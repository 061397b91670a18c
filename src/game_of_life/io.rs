//! Map file loading and saving
//!
//! A map is plain text with one row per line and one character per column.
//! The configured alive character marks a live cell, anything else is dead.
//! Rows and columns past the configured dimensions are ignored.

use super::Grid;
use crate::error::LifeError;
use anyhow::{Context, Result};
use std::borrow::Cow;
use std::fs::File;
use std::io::{BufRead, BufReader};
use std::path::{Path, PathBuf};
use tracing::{debug, info};

/// Character written for live cells when saving
pub const SAVE_ALIVE_CHAR: char = '*';
/// Character written for dead cells when saving
pub const SAVE_DEAD_CHAR: char = '.';

/// Reads map files into grids of a fixed size
#[derive(Debug, Clone)]
pub struct MapLoader {
    height: usize,
    width: usize,
    alive_char: char,
}

impl MapLoader {
    pub fn new(height: usize, width: usize, alive_char: char) -> Self {
        Self {
            height,
            width,
            alive_char,
        }
    }

    /// Copy one line of map text into a grid row
    fn fill_row<I: Iterator<Item = char>>(&self, grid: &mut Grid, row: usize, cells: I) {
        for (col, ch) in cells.take(self.width).enumerate() {
            grid.set_alive(row, col, ch == self.alive_char);
        }
    }

    /// Parse map text. Never fails; the grid always has the configured size.
    pub fn parse(&self, content: &str) -> Grid {
        let mut grid = Grid::new(self.height, self.width);
        for (row, line) in content.lines().take(self.height).enumerate() {
            self.fill_row(&mut grid, row, line.chars());
        }
        grid
    }

    /// Load a map file, reading until the file ends or the height cap is hit
    pub fn load<P: AsRef<Path>>(&self, path: P) -> Result<Grid, LifeError> {
        let path = path.as_ref();
        let file = File::open(path).map_err(|source| match source.kind() {
            std::io::ErrorKind::NotFound => LifeError::MapNotFound {
                path: path.to_path_buf(),
            },
            _ => LifeError::MapUnreadable {
                path: path.to_path_buf(),
                source,
            },
        })?;

        let mut grid = Grid::new(self.height, self.width);
        for (row, line) in BufReader::new(file).split(b'\n').take(self.height).enumerate() {
            let mut line = line.map_err(|source| LifeError::MapUnreadable {
                path: path.to_path_buf(),
                source,
            })?;
            if line.last() == Some(&b'\r') {
                line.pop();
            }
            self.fill_row(&mut grid, row, decode_line(&line).chars());
        }

        info!(path = %path.display(), living = grid.living_count(), "loaded map");
        Ok(grid)
    }

    /// Resolve a map name typed by the user. Names are looked up in the maps
    /// directory first, then treated as a path of their own.
    pub fn resolve<P: AsRef<Path>>(directory: P, name: &str) -> PathBuf {
        let in_directory = directory.as_ref().join(name);
        if in_directory.exists() {
            return in_directory;
        }

        let literal = PathBuf::from(name);
        if literal.exists() {
            debug!(path = %literal.display(), "map resolved outside the maps directory");
            literal
        } else {
            in_directory
        }
    }
}

/// Lines that are not UTF-8 are read one byte per cell as Latin-1
fn decode_line(bytes: &[u8]) -> Cow<'_, str> {
    match std::str::from_utf8(bytes) {
        Ok(line) => Cow::Borrowed(line),
        Err(_) => Cow::Owned(bytes.iter().map(|&byte| char::from(byte)).collect()),
    }
}

/// Convert a grid to map text
pub fn grid_to_map_string(grid: &Grid) -> String {
    let mut result = String::with_capacity(grid.height() * (grid.width() + 1));

    for row in 0..grid.height() {
        for col in 0..grid.width() {
            result.push(if grid.is_alive(row, col) {
                SAVE_ALIVE_CHAR
            } else {
                SAVE_DEAD_CHAR
            });
        }
        result.push('\n');
    }

    result
}

/// Save a grid as a map file
pub fn save_map<P: AsRef<Path>>(grid: &Grid, path: P) -> Result<()> {
    let content = grid_to_map_string(grid);

    if let Some(parent) = path.as_ref().parent() {
        std::fs::create_dir_all(parent)
            .with_context(|| format!("Failed to create directory: {}", parent.display()))?;
    }

    std::fs::write(&path, content)
        .with_context(|| format!("Failed to write map to file: {}", path.as_ref().display()))?;

    Ok(())
}

/// Example maps written by `setup`
pub const EXAMPLE_MAPS: [(&str, &str); 5] = [
    ("glider.txt", ".*...\n..*..\n***..\n.....\n.....\n"),
    ("blinker.txt", ".....\n.....\n.***.\n.....\n.....\n"),
    ("block.txt", "....\n.**.\n.**.\n....\n"),
    ("beacon.txt", "**....\n**....\n..**..\n..**..\n"),
    (
        "acorn.txt",
        "..........\n..*.......\n....*.....\n.**..***..\n..........\n",
    ),
];

/// Create the example map files
pub fn create_example_maps<P: AsRef<Path>>(output_dir: P) -> Result<()> {
    let dir = output_dir.as_ref();
    std::fs::create_dir_all(dir)
        .with_context(|| format!("Failed to create directory: {}", dir.display()))?;

    for (name, content) in EXAMPLE_MAPS {
        std::fs::write(dir.join(name), content)
            .with_context(|| format!("Failed to write {}", name))?;
    }

    Ok(())
}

*WHAT YOU NEED TO DO*. Look above for the line with "a fixed size" and the line with "into a grid row". Write out those two lines and all the lines between them, exactly, and no others.

*ANSWER FOR THE TASK*.
/// Reads map files into grids of a fixed size
#[derive(Debug, Clone)]
pub struct MapLoader {
    height: usize,
    width: usize,
    alive_char: char,
}

impl MapLoader {
    pub fn new(height: usize, width: usize, alive_char: char) -> Self {
        Self {
            height,
            width,
            alive_char,
        }
    }

    /// Copy one line of map text into a grid row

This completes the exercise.